Royal Spoonbills are not uncommon birds – their conservation status is secure across much of Australia, and they can be found not just in rivers and coastal mudflats but also in temporary inland waterways during times of flood, wading through shallow water, feeling for fish, crustaceans and aquatic insects with their vibration-detecting spoon-shaped beaks. They’ve also made it to New Zealand, where their numbers seem to be increasing.
But I’ve only seen them on two occasions in my weekly outings on the Hawkesbury, at the same time – early morning an hour or two after low tide- and in the same spot, in the mangroves near the shambling boatyards in Mooney Mooney. It’s place with a splendid outlook but it won’t be appearing on the front cover of Vogue’s Marina and Oysterfarm magazine. Unless they’re doing a special spread on “2017’s best retro refits for your partially sunken houseboat”
The perpetually roar from the freeway, the piles of maritime junk and even the unchained dog wandering round the quayside didn’t seem to bother the herons, the pelicans or the spoonbills. The tidal mudflats fringing Mooney Mooney and the nature reserve at Spectacle Island across the way must make for good pickings, and the stands of mangroves by the boatyard a safe place to nest, over the water.
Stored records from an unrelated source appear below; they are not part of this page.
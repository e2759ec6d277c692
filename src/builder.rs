//! Builder - constructs enumerations from ordered declaration lists.
//!
//! This is the definition entry point of the crate. A declaration either
//! names a member and takes the next implicit value from the assigner, or
//! supplies an explicit value which bypasses the assigner without advancing
//! or resetting it.
//!
//! Construction is fail-fast: the first conflicting declaration aborts the
//! build and no partially built enumeration is ever returned.
//!
//! # Lifecycle
//!
//! 1. Create a builder: `EnumBuilder::new("Colour", Names)`
//! 2. Declare members: `builder.declare("red")?`, `builder.declare(("crimson", value))?`
//! 3. Build: `builder.build()?` (or `builder.define()?` to also register it)
//!
//! # Example
//!
//! ```
//! use enumkit::{Bits, EnumBuilder, Result};
//!
//! # fn main() -> Result<()> {
//! let mut builder = EnumBuilder::<u64>::new("Permission", Bits::new());
//! builder.declare_all(["read", "write", "execute"])?;
//! builder.declare(("read_write", 1 | 2))?;
//! let permission = builder.build()?;
//!
//! assert_eq!(permission.get_by_name("execute")?.value(), &4);
//! assert_eq!(permission.get_by_name("read_write")?.value(), &3);
//! # Ok(())
//! # }
//! ```

use crate::assigner::{PolicyValue, ValueAssigner, ValuePolicy};
use crate::member::{EnumId, Member, MemberRef};
use crate::registry::Registry;
use crate::{EnumError, EnumValue, Enumeration, Result};
use std::collections::{HashMap, HashSet};
use std::fmt;
use std::sync::Arc;
use tracing::{debug, trace};

/// One entry of a declaration list.
#[derive(Debug, Clone, PartialEq, Eq)]
pub enum Declaration<V> {
    /// Take the next value from the assigner
    Implicit(String),
    /// Use this value, bypassing the assigner
    Explicit(String, V),
}

impl<V> Declaration<V> {
    /// Declaration taking its value from the assigner.
    pub fn implicit(name: impl Into<String>) -> Self {
        Declaration::Implicit(name.into())
    }

    /// Declaration with a caller-supplied value.
    pub fn explicit(name: impl Into<String>, value: V) -> Self {
        Declaration::Explicit(name.into(), value)
    }

    /// Declared name.
    pub fn name(&self) -> &str {
        match self {
            Declaration::Implicit(name) | Declaration::Explicit(name, _) => name,
        }
    }

    /// Explicit value, if any.
    pub fn value(&self) -> Option<&V> {
        match self {
            Declaration::Implicit(_) => None,
            Declaration::Explicit(_, value) => Some(value),
        }
    }
}

impl<V> From<&str> for Declaration<V> {
    fn from(name: &str) -> Self {
        Declaration::Implicit(name.to_string())
    }
}

impl<V> From<String> for Declaration<V> {
    fn from(name: String) -> Self {
        Declaration::Implicit(name)
    }
}

impl<V> From<(&str, V)> for Declaration<V> {
    fn from((name, value): (&str, V)) -> Self {
        Declaration::Explicit(name.to_string(), value)
    }
}

impl<V> From<(String, V)> for Declaration<V> {
    fn from((name, value): (String, V)) -> Self {
        Declaration::Explicit(name, value)
    }
}

/// Enumeration under construction. Never escapes this module.
struct Staging<V> {
    enumeration: Enumeration<V>,
}

impl<V: EnumValue> Staging<V> {
    fn new(type_name: &str, allow_aliases: bool) -> Self {
        Self {
            enumeration: Enumeration {
                id: EnumId::new(),
                type_name: Arc::from(type_name),
                members: Vec::new(),
                names: Vec::new(),
                by_name: HashMap::new(),
                by_value: HashMap::new(),
                allow_aliases,
            },
        }
    }

    fn insert(
        &mut self,
        declaration: Declaration<V>,
        assigner: &mut dyn ValueAssigner<V>,
    ) -> Result<()> {
        let e = &mut self.enumeration;

        if e.by_name.contains_key(declaration.name()) {
            return Err(EnumError::ReassignmentRejected {
                enumeration: e.type_name.to_string(),
                name: declaration.name().to_string(),
            });
        }

        let (name, value) = match declaration {
            Declaration::Implicit(name) => {
                let value = assigner.next_value(&name)?;
                (name, value)
            }
            Declaration::Explicit(name, value) => (name, value),
        };

        let ordinal = match e.by_value.get(&value) {
            Some(&existing) if e.allow_aliases => {
                debug!(
                    "{}: {} is an alias of {}",
                    e.type_name,
                    name,
                    e.members[existing].name()
                );
                existing
            }
            Some(&existing) => {
                return Err(EnumError::DuplicateValue {
                    enumeration: e.type_name.to_string(),
                    name,
                    existing: e.members[existing].name().to_string(),
                    value: format!("{:?}", value),
                });
            }
            None => {
                let ordinal = e.members.len();
                trace!("{}: member {} = {:?}", e.type_name, name, value);
                e.members.push(MemberRef::new(Member::new(
                    e.id,
                    Arc::clone(&e.type_name),
                    name.clone(),
                    value.clone(),
                    ordinal,
                )));
                e.by_value.insert(value, ordinal);
                ordinal
            }
        };

        e.by_name.insert(name.clone(), ordinal);
        e.names.push(name);
        Ok(())
    }

    fn finish(self) -> Enumeration<V> {
        let e = self.enumeration;
        debug!(
            "built enumeration {} with {} members and {} aliases",
            e.type_name,
            e.members.len(),
            e.names.len() - e.members.len()
        );
        e
    }
}

impl<V: EnumValue> Enumeration<V> {
    /// Build an enumeration from an ordered declaration list.
    ///
    /// Each declaration takes its value from `assigner` unless it carries an
    /// explicit one. A value seen before becomes an alias of the first member
    /// declared with it when `allow_aliases` is set, and fails the build with
    /// `DuplicateValue` otherwise.
    ///
    /// # Errors
    ///
    /// - `DuplicateValue` on a repeated value with aliases disabled
    /// - `ReassignmentRejected` on a repeated name
    /// - any error raised by the assigner
    ///
    /// # Examples
    ///
    /// ```
    /// use enumkit::{Enumeration, Explicit, Result};
    ///
    /// # fn main() -> Result<()> {
    /// let e = Enumeration::<i32>::build("Pair", [("a", 1), ("b", 1)], Explicit, true)?;
    /// assert_eq!(e.len(), 1);
    /// assert_eq!(e.get_by_name("b")?, e.get_by_name("a")?);
    /// # Ok(())
    /// # }
    /// ```
    pub fn build<I, D, A>(
        type_name: &str,
        declarations: I,
        mut assigner: A,
        allow_aliases: bool,
    ) -> Result<Self>
    where
        I: IntoIterator<Item = D>,
        D: Into<Declaration<V>>,
        A: ValueAssigner<V>,
    {
        let mut staging = Staging::new(type_name, allow_aliases);
        for declaration in declarations {
            staging.insert(declaration.into(), &mut assigner)?;
        }
        Ok(staging.finish())
    }
}

/// Lifecycle of an [`EnumBuilder`].
#[derive(Debug, Clone, Copy, PartialEq, Eq)]
enum BuildState {
    Open,
    Built,
    Failed,
}

/// Incremental definition of an enumeration.
///
/// The builder is closed once `build()` has run: later declarations fail
/// with `ReassignmentRejected`. Another `build()` fails with `AlreadyBuilt`
/// after a success and with `BuildFailed` after a failure, since the
/// assigner's sequence has been consumed either way.
pub struct EnumBuilder<V> {
    type_name: String,
    assigner: Box<dyn ValueAssigner<V>>,
    allow_aliases: bool,
    implicit_only: bool,
    declarations: Vec<Declaration<V>>,
    declared: HashSet<String>,
    state: BuildState,
}

impl<V: EnumValue> EnumBuilder<V> {
    /// Create a builder for `type_name` drawing implicit values from `assigner`.
    pub fn new<A>(type_name: impl Into<String>, assigner: A) -> Self
    where
        A: ValueAssigner<V> + 'static,
    {
        Self {
            type_name: type_name.into(),
            assigner: Box::new(assigner),
            allow_aliases: false,
            implicit_only: false,
            declarations: Vec::new(),
            declared: HashSet::new(),
            state: BuildState::Open,
        }
    }

    /// Accept duplicate values as aliases instead of failing.
    pub fn allow_aliases(mut self, allow: bool) -> Self {
        self.allow_aliases = allow;
        self
    }

    /// Reject explicit values, so every member takes an assigned value.
    pub fn implicit_only(mut self, implicit_only: bool) -> Self {
        self.implicit_only = implicit_only;
        self
    }

    /// Type name of the enumeration being defined.
    pub fn type_name(&self) -> &str {
        &self.type_name
    }

    /// Number of declarations so far, aliases included.
    pub fn num_declarations(&self) -> usize {
        self.declarations.len()
    }

    /// Add one declaration.
    ///
    /// # Errors
    ///
    /// - `ReassignmentRejected` if the name was already declared or the
    ///   enumeration has been built
    /// - `ExplicitValueRejected` for an explicit value in implicit-only mode
    pub fn declare(&mut self, declaration: impl Into<Declaration<V>>) -> Result<&mut Self> {
        let declaration = declaration.into();

        if self.state != BuildState::Open || self.declared.contains(declaration.name()) {
            return Err(EnumError::ReassignmentRejected {
                enumeration: self.type_name.clone(),
                name: declaration.name().to_string(),
            });
        }
        if self.implicit_only && declaration.value().is_some() {
            return Err(EnumError::ExplicitValueRejected {
                enumeration: self.type_name.clone(),
                name: declaration.name().to_string(),
            });
        }

        self.declared.insert(declaration.name().to_string());
        self.declarations.push(declaration);
        Ok(self)
    }

    /// Add several declarations in order, stopping at the first error.
    pub fn declare_all<I, D>(&mut self, declarations: I) -> Result<&mut Self>
    where
        I: IntoIterator<Item = D>,
        D: Into<Declaration<V>>,
    {
        for declaration in declarations {
            self.declare(declaration)?;
        }
        Ok(self)
    }

    /// Build the enumeration from the declarations made so far.
    ///
    /// # Errors
    ///
    /// `AlreadyBuilt` after a successful call, `BuildFailed` after a failed
    /// one, otherwise as [`Enumeration::build`].
    pub fn build(&mut self) -> Result<Enumeration<V>> {
        match self.state {
            BuildState::Open => {}
            BuildState::Built => {
                return Err(EnumError::AlreadyBuilt {
                    enumeration: self.type_name.clone(),
                })
            }
            BuildState::Failed => {
                return Err(EnumError::BuildFailed {
                    enumeration: self.type_name.clone(),
                })
            }
        }
        self.state = BuildState::Failed;

        let mut staging = Staging::new(&self.type_name, self.allow_aliases);
        for declaration in std::mem::take(&mut self.declarations) {
            staging.insert(declaration, self.assigner.as_mut())?;
        }
        self.state = BuildState::Built;
        Ok(staging.finish())
    }

    /// Build the enumeration and register it in the global registry, which
    /// makes its members persistable.
    ///
    /// # Errors
    ///
    /// As [`build`](EnumBuilder::build), plus `DuplicateEnumeration` if the
    /// type name is already registered.
    pub fn define(&mut self) -> Result<Arc<Enumeration<V>>> {
        let enumeration = self.build()?;
        Registry::global().register(enumeration)
    }
}

impl<V: fmt::Debug> fmt::Debug for EnumBuilder<V> {
    fn fmt(&self, f: &mut fmt::Formatter<'_>) -> fmt::Result {
        f.debug_struct("EnumBuilder")
            .field("type_name", &self.type_name)
            .field("allow_aliases", &self.allow_aliases)
            .field("implicit_only", &self.implicit_only)
            .field("declarations", &self.declarations)
            .field("state", &self.state)
            .finish_non_exhaustive()
    }
}

impl<V: EnumValue + PolicyValue> EnumBuilder<V> {
    /// Create a builder whose implicit values follow a built-in policy.
    pub fn with_policy(type_name: impl Into<String>, policy: ValuePolicy) -> Self {
        Self::new(type_name, policy.assigner::<V>())
    }
}
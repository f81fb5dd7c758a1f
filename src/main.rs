use anyhow::{Context, Result};
use clap::Parser;
use std::path::PathBuf;
use std::sync::Arc;
use std::time::Instant;
use tokio_util::sync::CancellationToken;
use tracing::{error, info, level_filters::LevelFilter};
use tracing_subscriber::{layer::SubscriberExt, util::SubscriberInitExt, EnvFilter};

use daily_learner::auth::RequestVerifier;
use daily_learner::background_jobs::create_scheduler;
use daily_learner::commands::CommandService;
use daily_learner::config::{AppConfig, CliConfig, FileConfig, DEFAULT_PORT};
use daily_learner::integrations::{
    GoogleBooksClient, OpenAiContentGenerator, SlackClient,
};
use daily_learner::ledger::SqliteJobLedger;
use daily_learner::progression::{ProgressionEngine, DEFAULT_PAGES_SPLIT};
use daily_learner::server::{run_server, RequestsLoggingLevel, ServerConfig, ServerState};
use daily_learner::subject::SqliteSubjectStore;

fn parse_path(s: &str) -> Result<PathBuf> {
    let path_buf = PathBuf::from(s);
    let original_path = match path_buf.canonicalize() {
        Ok(path) => path,
        Err(msg) => {
            if msg.kind() == std::io::ErrorKind::NotFound {
                path_buf
            } else {
                return Err(msg).with_context(|| format!("Error resolving path: {}", s));
            }
        }
    };
    if original_path.is_absolute() {
        return Ok(original_path);
    }
    let cwd = std::env::current_dir()?;
    Ok(cwd.join(original_path))
}

#[derive(Parser, Debug)]
struct CliArgs {
    /// Path to a TOML config file. Its values override the command line.
    #[clap(long, value_parser = parse_path)]
    pub config: Option<PathBuf>,

    /// Directory holding subjects.db and jobs.db.
    #[clap(long, value_parser = parse_path)]
    pub db_dir: Option<PathBuf>,

    /// The port to listen on.
    #[clap(short, long, default_value_t = DEFAULT_PORT)]
    pub port: u16,

    /// The level of logging to perform on each request.
    #[clap(long, default_value = "path")]
    pub logging_level: RequestsLoggingLevel,

    /// Daily delivery time (HH:MM, server local time).
    #[clap(long)]
    pub fire_time: Option<String>,

    /// Number of chunks a book read page by page is split into.
    #[clap(long, default_value_t = DEFAULT_PAGES_SPLIT)]
    pub pages_split: u32,

    /// How often due obligations are checked, in seconds.
    #[clap(long, default_value_t = 60)]
    pub drain_interval_secs: u64,

    #[clap(long, env = "SLACK_SIGNING_SECRET", hide_env_values = true)]
    pub slack_signing_secret: Option<String>,

    #[clap(long, env = "SLACK_BOT_TOKEN", hide_env_values = true)]
    pub slack_bot_token: Option<String>,

    #[clap(long, env = "OPENAI_API_KEY", hide_env_values = true)]
    pub openai_api_key: Option<String>,
}

impl CliArgs {
    fn to_cli_config(&self) -> CliConfig {
        CliConfig {
            db_dir: self.db_dir.clone(),
            port: self.port,
            logging_level: self.logging_level.clone(),
            fire_time: self.fire_time.clone(),
            pages_split: self.pages_split,
            drain_interval_secs: self.drain_interval_secs,
            slack_signing_secret: self.slack_signing_secret.clone(),
            slack_bot_token: self.slack_bot_token.clone(),
            openai_api_key: self.openai_api_key.clone(),
        }
    }
}

#[tokio::main]
async fn main() -> Result<()> {
    let cli_args = CliArgs::parse();

    tracing_subscriber::registry()
        .with(tracing_subscriber::fmt::layer())
        .with(
            EnvFilter::builder()
                .with_default_directive(LevelFilter::INFO.into())
                .with_env_var("LOG_LEVEL")
                .from_env_lossy(),
        )
        .try_init()
        .context("Failed to initialize logging")?;

    let file_config = match &cli_args.config {
        Some(path) => {
            info!("Loading config file {:?}", path);
            Some(FileConfig::load(path)?)
        }
        None => None,
    };
    let config = AppConfig::resolve(&cli_args.to_cli_config(), file_config)?;

    info!("Opening subject store at {:?}...", config.subjects_db_path());
    let subjects = Arc::new(
        SqliteSubjectStore::new(config.subjects_db_path())
            .context("Failed to open subject store")?,
    );
    info!("Opening job ledger at {:?}...", config.jobs_db_path());
    let ledger = Arc::new(
        SqliteJobLedger::new(config.jobs_db_path()).context("Failed to open job ledger")?,
    );

    let slack = Arc::new(SlackClient::new(config.slack.clone()));
    let generator = Arc::new(OpenAiContentGenerator::new(config.openai.clone()));
    let catalog = Arc::new(GoogleBooksClient::new(config.catalog.clone()));

    let engine = Arc::new(ProgressionEngine::new(
        subjects.clone(),
        generator,
        slack.clone(),
        config.pages_split,
    ));

    let shutdown_token = CancellationToken::new();
    let (mut scheduler, scheduler_handle) = create_scheduler(
        subjects.clone(),
        ledger,
        engine,
        config.fire_time,
        config.drain_interval,
        shutdown_token.clone(),
    );

    let commands = Arc::new(CommandService::new(
        subjects,
        catalog,
        slack,
        scheduler_handle.clone(),
    ));
    let state = ServerState {
        config: ServerConfig {
            requests_logging_level: config.logging_level.clone(),
            port: config.port,
        },
        start_time: Instant::now(),
        commands,
        scheduler_handle,
        verifier: Arc::new(RequestVerifier::new(config.slack_signing_secret.clone())),
    };

    info!(
        "Delivering every day at {}, ready to serve at port {}!",
        config.fire_time, config.port
    );

    let scheduler_task = tokio::spawn(async move { scheduler.run().await });
    let server_token = shutdown_token.clone();
    let mut server_task = tokio::spawn(run_server(state, server_token));

    tokio::select! {
        result = &mut server_task => {
            match result {
                Ok(Ok(())) => info!("Server exited"),
                Ok(Err(e)) => error!("Server failed: {:#}", e),
                Err(e) => error!("Server task panicked: {}", e),
            }
        }
        _ = tokio::signal::ctrl_c() => {
            info!("Received Ctrl+C, shutting down...");
        }
    }

    shutdown_token.cancel();
    if !server_task.is_finished() {
        if let Err(e) = server_task.await {
            error!("Server task panicked: {}", e);
        }
    }
    if let Err(e) = scheduler_task.await {
        error!("Scheduler task panicked: {}", e);
    }

    info!("Shutdown complete");
    Ok(())
}
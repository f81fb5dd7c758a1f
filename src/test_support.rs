//! In-memory collaborators for unit tests.

use crate::error::{LearnerError, LearnerResult};
use crate::integrations::{
    CatalogLookup, CatalogRecord, ChannelDirectory, ContentGenerator, DeliveryChannel,
};
use async_trait::async_trait;
use std::collections::HashMap;
use std::sync::{Arc, Mutex};

#[derive(Debug, Clone, PartialEq, Eq)]
pub enum GenerationCall {
    Chapter { title: String, chapter: u32 },
    Pages { title: String, target: u32, current: u32 },
    Tip { topic: String },
}

pub struct FakeGenerator {
    pub calls: Mutex<Vec<GenerationCall>>,
    reply: Mutex<String>,
}

impl FakeGenerator {
    pub fn new() -> Self {
        Self::replying("a fine summary")
    }

    pub fn replying(reply: &str) -> Self {
        Self {
            calls: Mutex::new(Vec::new()),
            reply: Mutex::new(reply.to_string()),
        }
    }

    pub fn calls(&self) -> Vec<GenerationCall> {
        self.calls.lock().unwrap().clone()
    }

    fn record(&self, call: GenerationCall) -> LearnerResult<String> {
        self.calls.lock().unwrap().push(call);
        Ok(self.reply.lock().unwrap().clone())
    }
}

#[async_trait]
impl ContentGenerator for FakeGenerator {
    async fn summarize_by_chapter(
        &self,
        title: &str,
        _author: &str,
        chapter: u32,
    ) -> LearnerResult<String> {
        self.record(GenerationCall::Chapter {
            title: title.to_string(),
            chapter,
        })
    }

    async fn summarize_by_page(
        &self,
        title: &str,
        _author: &str,
        target_page: u32,
        current_page: u32,
    ) -> LearnerResult<String> {
        self.record(GenerationCall::Pages {
            title: title.to_string(),
            target: target_page,
            current: current_page,
        })
    }

    async fn tip_for(&self, topic: &str) -> LearnerResult<String> {
        self.record(GenerationCall::Tip {
            topic: topic.to_string(),
        })
    }
}

#[derive(Default)]
pub struct RecordingDelivery {
    pub sent: Mutex<Vec<(String, String)>>,
    pub fail: Mutex<bool>,
}

impl RecordingDelivery {
    pub fn sent(&self) -> Vec<(String, String)> {
        self.sent.lock().unwrap().clone()
    }

    pub fn set_failing(&self, fail: bool) {
        *self.fail.lock().unwrap() = fail;
    }
}

#[async_trait]
impl DeliveryChannel for RecordingDelivery {
    async fn deliver(&self, channel_id: &str, text: &str) -> LearnerResult<()> {
        if *self.fail.lock().unwrap() {
            return Err(LearnerError::DeliveryFailed("channel_not_found".to_string()));
        }
        self.sent
            .lock()
            .unwrap()
            .push((channel_id.to_string(), text.to_string()));
        Ok(())
    }
}

/// Never answers. `in_flight` counts the requests whose futures are still alive.
#[derive(Default)]
pub struct HangingGenerator {
    token: Arc<()>,
}

impl HangingGenerator {
    pub fn in_flight(&self) -> usize {
        Arc::strong_count(&self.token) - 1
    }

    async fn hang(&self) -> LearnerResult<String> {
        let _held = Arc::clone(&self.token);
        std::future::pending().await
    }
}

#[async_trait]
impl ContentGenerator for HangingGenerator {
    async fn summarize_by_chapter(&self, _: &str, _: &str, _: u32) -> LearnerResult<String> {
        self.hang().await
    }

    async fn summarize_by_page(&self, _: &str, _: &str, _: u32, _: u32) -> LearnerResult<String> {
        self.hang().await
    }

    async fn tip_for(&self, _: &str) -> LearnerResult<String> {
        self.hang().await
    }
}

/// Hands out `C-<name>` ids and remembers every name it was asked for.
#[derive(Default)]
pub struct FakeDirectory {
    pub requested: Mutex<Vec<String>>,
}

#[async_trait]
impl ChannelDirectory for FakeDirectory {
    async fn resolve_or_create_channel(&self, name: &str) -> LearnerResult<String> {
        self.requested.lock().unwrap().push(name.to_string());
        Ok(format!("C-{}", crate::integrations::sanitize_channel_name(name)))
    }
}

#[derive(Default)]
pub struct FakeCatalog {
    pub books: Mutex<HashMap<String, CatalogRecord>>,
    pub isbn_lookups: Mutex<usize>,
}

impl FakeCatalog {
    pub fn with_book(record: CatalogRecord) -> Self {
        let catalog = Self::default();
        catalog
            .books
            .lock()
            .unwrap()
            .insert(record.isbn.clone(), record);
        catalog
    }

    pub fn isbn_lookups(&self) -> usize {
        *self.isbn_lookups.lock().unwrap()
    }
}

#[async_trait]
impl CatalogLookup for FakeCatalog {
    async fn resolve_by_isbn(&self, isbn: &str) -> LearnerResult<CatalogRecord> {
        *self.isbn_lookups.lock().unwrap() += 1;
        self.books
            .lock()
            .unwrap()
            .get(isbn)
            .cloned()
            .ok_or_else(|| LearnerError::NotFound(format!("no book with isbn {}", isbn)))
    }

    async fn resolve_isbn_by_title(&self, title: &str) -> LearnerResult<String> {
        let books = self.books.lock().unwrap();
        let matches: Vec<_> = books
            .values()
            .filter(|record| record.title.eq_ignore_ascii_case(title))
            .collect();
        match matches.as_slice() {
            [] => Err(LearnerError::NotFound(format!("no book titled {}", title))),
            [record] => Ok(record.isbn.clone()),
            _ => Err(LearnerError::Ambiguous(format!(
                "more than one book titled {}",
                title
            ))),
        }
    }
}
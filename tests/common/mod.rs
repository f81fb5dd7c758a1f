//! Common test infrastructure
//!
//! This module provides all the infrastructure needed for end-to-end tests.
//! Tests should only import from this module, not from internal submodules.
//!
//! # Example
//!
//! ```no_run
//! mod common;
//! use common::{TestClient, TestServer, TOPIC_NAME};
//!
//! #[tokio::test]
//! async fn test_tips() {
//!     let server = TestServer::spawn().await;
//!     let client = TestClient::new(server.base_url.clone());
//!
//!     let reply = client.command("/tips", TOPIC_NAME).await;
//!     assert!(reply.contains("tips and tricks"));
//! }
//! ```

mod client;
mod constants;
mod fakes;
mod server;

// Public API - this is what tests import
#[allow(unused_imports)]
pub use client::TestClient;
#[allow(unused_imports)]
pub use constants::*;
#[allow(unused_imports)]
pub use fakes::channel_for;
#[allow(unused_imports)]
pub use server::TestServer;
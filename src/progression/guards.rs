//! Argument checks run before any content generation request.

use crate::error::{LearnerError, LearnerResult};

pub fn check_title(title: &str) -> LearnerResult<()> {
    if title.trim().is_empty() {
        return Err(LearnerError::invalid("no title given"));
    }
    Ok(())
}

pub fn check_topic(topic: &str) -> LearnerResult<()> {
    if topic.trim().is_empty() {
        return Err(LearnerError::invalid("no topic given"));
    }
    Ok(())
}

pub fn check_page_range(title: &str, target_page: u32, current_page: u32) -> LearnerResult<()> {
    check_title(title)?;
    if target_page < 1 {
        return Err(LearnerError::invalid(format!(
            "target page must be at least 1 for {}",
            title
        )));
    }
    if current_page > target_page {
        return Err(LearnerError::invalid(format!(
            "current page {} is past target page {} for {}",
            current_page, target_page, title
        )));
    }
    Ok(())
}

/// Chapters are unsigned, so only the title can be wrong.
pub fn check_chapter(title: &str, _chapter: u32) -> LearnerResult<()> {
    check_title(title)
}

/// Page the next by-page summary ends at: one split further than the current position,
/// never past the last page. A book with fewer pages than `split` gets 0 on every call
/// and can never advance; the engine reports it by name.
pub fn page_target(current_page: u32, total_pages: u32, split: u32) -> u32 {
    let step = total_pages / split.max(1);
    let target = if current_page > 0 {
        current_page.saturating_add(step)
    } else {
        step
    };
    target.min(total_pages)
}

/// Within one page of the end counts as done, absorbing split rounding.
pub fn is_last_page_chunk(target_page: u32, total_pages: u32) -> bool {
    target_page.abs_diff(total_pages) <= 1
}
I’m pretty sure this is a regular hang-out for them. Spoonbills living near the coast are sedentary and often use the same nests from year to year. My failure to spot them over the intervening period is, I suspect, more to do with cluelessness about the best tide time to catch them, rather than a sign they wander around a lot.
Like darters, they breed in colonies with other waterbirds. The first time I saw this group (or to use the proper collective noun, bowl) of spoonbills, in September last year, they were in the company of another wader I’ve rarely seen on the Hawkesbury, an egret. And this time, as well as the ubiquitous white-faced herons feeding en-masse on the mud flats at dawn and then later in the shallows, there were a flock of the much maligned white ibises – or “bin chickens” as urban Australian call them disparagingly – hunting in amongst the mangroves down the way.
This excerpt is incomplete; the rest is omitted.